TASK STATEMENT - Give back a single figure: the number of lines in the entries below that contain "bool".

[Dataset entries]
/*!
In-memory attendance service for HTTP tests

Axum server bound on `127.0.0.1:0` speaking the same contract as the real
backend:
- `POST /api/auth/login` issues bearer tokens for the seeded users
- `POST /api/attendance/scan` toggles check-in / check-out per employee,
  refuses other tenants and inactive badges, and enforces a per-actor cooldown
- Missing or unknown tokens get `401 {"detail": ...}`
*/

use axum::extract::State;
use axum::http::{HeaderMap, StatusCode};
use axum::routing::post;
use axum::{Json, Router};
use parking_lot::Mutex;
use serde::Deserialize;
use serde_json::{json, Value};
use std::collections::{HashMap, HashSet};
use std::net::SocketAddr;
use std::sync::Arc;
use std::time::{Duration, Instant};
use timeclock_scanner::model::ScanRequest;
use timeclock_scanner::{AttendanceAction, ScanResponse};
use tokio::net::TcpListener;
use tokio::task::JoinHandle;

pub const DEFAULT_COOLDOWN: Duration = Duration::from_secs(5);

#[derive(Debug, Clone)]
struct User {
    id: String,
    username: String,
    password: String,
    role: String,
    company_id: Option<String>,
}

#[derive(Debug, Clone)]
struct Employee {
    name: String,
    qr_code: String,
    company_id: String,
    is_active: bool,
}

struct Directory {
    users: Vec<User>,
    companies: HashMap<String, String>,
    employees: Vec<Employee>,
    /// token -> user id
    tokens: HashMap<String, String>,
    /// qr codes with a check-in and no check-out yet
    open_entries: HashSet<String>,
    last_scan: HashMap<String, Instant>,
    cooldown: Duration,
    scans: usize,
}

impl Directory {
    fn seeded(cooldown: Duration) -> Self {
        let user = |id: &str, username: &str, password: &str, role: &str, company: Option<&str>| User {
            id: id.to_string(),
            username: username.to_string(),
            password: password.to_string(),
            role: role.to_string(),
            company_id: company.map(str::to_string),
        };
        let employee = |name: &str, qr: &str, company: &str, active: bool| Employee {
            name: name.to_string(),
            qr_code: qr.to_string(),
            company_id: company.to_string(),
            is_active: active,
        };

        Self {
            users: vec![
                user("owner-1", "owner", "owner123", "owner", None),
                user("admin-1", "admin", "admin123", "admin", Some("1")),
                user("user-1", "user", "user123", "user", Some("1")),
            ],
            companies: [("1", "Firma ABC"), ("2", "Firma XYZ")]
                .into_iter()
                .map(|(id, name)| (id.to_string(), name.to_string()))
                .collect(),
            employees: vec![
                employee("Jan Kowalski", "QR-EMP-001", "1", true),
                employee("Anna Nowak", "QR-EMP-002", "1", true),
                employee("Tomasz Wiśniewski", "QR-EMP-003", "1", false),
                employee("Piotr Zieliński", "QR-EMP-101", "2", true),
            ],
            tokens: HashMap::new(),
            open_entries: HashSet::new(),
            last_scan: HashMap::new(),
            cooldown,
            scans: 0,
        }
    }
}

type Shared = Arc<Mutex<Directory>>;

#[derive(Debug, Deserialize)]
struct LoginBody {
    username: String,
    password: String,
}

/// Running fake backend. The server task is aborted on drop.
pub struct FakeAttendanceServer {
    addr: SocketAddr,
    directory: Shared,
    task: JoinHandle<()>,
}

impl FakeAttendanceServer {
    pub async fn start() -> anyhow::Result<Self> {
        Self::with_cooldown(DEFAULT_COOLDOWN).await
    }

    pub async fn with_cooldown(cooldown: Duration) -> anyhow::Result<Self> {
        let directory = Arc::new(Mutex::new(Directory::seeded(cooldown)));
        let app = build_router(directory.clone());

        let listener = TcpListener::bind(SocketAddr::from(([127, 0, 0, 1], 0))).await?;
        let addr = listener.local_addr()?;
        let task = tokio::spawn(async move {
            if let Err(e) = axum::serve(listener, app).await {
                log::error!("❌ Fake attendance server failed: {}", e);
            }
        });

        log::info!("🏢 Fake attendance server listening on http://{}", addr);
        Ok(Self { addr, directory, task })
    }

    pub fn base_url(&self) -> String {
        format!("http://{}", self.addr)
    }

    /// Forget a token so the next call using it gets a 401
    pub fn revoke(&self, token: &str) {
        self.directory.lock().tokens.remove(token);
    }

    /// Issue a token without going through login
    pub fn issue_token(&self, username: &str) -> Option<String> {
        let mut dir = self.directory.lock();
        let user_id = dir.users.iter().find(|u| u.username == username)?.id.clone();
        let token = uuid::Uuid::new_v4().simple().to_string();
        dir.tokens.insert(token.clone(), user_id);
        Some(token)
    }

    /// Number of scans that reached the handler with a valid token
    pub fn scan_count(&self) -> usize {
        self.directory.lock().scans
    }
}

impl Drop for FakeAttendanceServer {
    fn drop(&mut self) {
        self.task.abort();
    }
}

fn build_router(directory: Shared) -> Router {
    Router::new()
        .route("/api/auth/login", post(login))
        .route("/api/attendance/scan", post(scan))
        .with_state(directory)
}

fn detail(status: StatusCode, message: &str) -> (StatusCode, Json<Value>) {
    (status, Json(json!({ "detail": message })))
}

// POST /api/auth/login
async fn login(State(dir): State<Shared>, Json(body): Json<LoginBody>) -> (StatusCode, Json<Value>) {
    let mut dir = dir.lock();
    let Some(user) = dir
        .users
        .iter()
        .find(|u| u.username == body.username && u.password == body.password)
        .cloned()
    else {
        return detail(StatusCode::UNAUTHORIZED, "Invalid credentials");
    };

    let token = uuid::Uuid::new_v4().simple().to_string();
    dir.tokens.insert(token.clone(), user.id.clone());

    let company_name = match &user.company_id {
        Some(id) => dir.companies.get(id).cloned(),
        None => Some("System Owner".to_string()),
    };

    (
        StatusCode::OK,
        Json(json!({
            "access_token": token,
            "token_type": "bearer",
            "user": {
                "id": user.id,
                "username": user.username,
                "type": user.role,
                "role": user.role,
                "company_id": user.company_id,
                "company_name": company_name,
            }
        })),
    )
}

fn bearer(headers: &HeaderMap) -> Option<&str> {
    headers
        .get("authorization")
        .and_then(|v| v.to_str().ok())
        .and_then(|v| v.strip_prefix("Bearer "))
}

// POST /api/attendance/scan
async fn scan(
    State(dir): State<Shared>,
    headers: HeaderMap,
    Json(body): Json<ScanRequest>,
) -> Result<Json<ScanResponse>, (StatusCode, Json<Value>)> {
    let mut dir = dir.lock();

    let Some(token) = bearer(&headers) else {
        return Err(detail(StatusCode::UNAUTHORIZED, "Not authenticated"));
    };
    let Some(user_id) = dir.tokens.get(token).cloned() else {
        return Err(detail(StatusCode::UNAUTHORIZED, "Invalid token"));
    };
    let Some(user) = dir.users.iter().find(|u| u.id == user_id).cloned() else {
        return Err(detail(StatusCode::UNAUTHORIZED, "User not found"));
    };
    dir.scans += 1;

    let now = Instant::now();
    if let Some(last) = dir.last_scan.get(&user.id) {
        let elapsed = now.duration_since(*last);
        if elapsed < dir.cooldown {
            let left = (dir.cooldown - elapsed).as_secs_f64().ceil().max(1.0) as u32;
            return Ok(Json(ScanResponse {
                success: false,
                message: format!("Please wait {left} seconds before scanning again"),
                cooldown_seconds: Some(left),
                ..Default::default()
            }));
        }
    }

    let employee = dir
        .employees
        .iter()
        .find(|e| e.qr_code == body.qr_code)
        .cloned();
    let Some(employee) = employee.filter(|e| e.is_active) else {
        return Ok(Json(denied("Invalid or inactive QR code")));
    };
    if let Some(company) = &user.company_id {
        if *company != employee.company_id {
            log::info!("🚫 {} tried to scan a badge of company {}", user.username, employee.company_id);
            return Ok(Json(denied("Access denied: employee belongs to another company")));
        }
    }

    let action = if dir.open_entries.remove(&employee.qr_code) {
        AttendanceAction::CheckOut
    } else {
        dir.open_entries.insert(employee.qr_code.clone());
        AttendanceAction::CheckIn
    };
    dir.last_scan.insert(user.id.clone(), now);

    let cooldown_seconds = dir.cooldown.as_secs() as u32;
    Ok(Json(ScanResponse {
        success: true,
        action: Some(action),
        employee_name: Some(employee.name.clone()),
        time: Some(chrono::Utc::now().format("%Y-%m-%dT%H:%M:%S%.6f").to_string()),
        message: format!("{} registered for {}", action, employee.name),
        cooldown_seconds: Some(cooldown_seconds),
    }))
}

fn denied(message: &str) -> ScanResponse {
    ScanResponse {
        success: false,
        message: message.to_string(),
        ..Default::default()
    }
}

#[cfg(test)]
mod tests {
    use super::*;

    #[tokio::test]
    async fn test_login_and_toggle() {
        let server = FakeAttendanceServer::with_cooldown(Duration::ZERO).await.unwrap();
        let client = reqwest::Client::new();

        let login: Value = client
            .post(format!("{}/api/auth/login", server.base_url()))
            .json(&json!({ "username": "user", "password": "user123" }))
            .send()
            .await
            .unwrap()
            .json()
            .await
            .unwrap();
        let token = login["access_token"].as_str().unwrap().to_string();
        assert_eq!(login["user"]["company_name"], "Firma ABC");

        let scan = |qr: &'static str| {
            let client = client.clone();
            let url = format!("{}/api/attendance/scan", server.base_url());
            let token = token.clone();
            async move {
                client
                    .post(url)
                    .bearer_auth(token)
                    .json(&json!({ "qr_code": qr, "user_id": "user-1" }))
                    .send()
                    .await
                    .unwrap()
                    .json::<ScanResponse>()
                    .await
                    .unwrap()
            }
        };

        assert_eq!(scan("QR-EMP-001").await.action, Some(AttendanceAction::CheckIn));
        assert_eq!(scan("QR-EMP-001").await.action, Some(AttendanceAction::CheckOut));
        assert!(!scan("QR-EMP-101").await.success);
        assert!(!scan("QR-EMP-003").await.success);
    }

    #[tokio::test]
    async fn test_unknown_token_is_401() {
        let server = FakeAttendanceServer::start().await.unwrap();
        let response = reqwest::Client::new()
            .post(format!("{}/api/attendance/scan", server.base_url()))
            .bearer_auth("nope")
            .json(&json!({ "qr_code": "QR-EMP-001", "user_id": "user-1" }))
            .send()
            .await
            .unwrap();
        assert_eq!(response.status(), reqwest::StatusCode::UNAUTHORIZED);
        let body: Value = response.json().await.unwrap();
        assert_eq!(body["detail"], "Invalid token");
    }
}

ANSWER FOR THE TASK - 2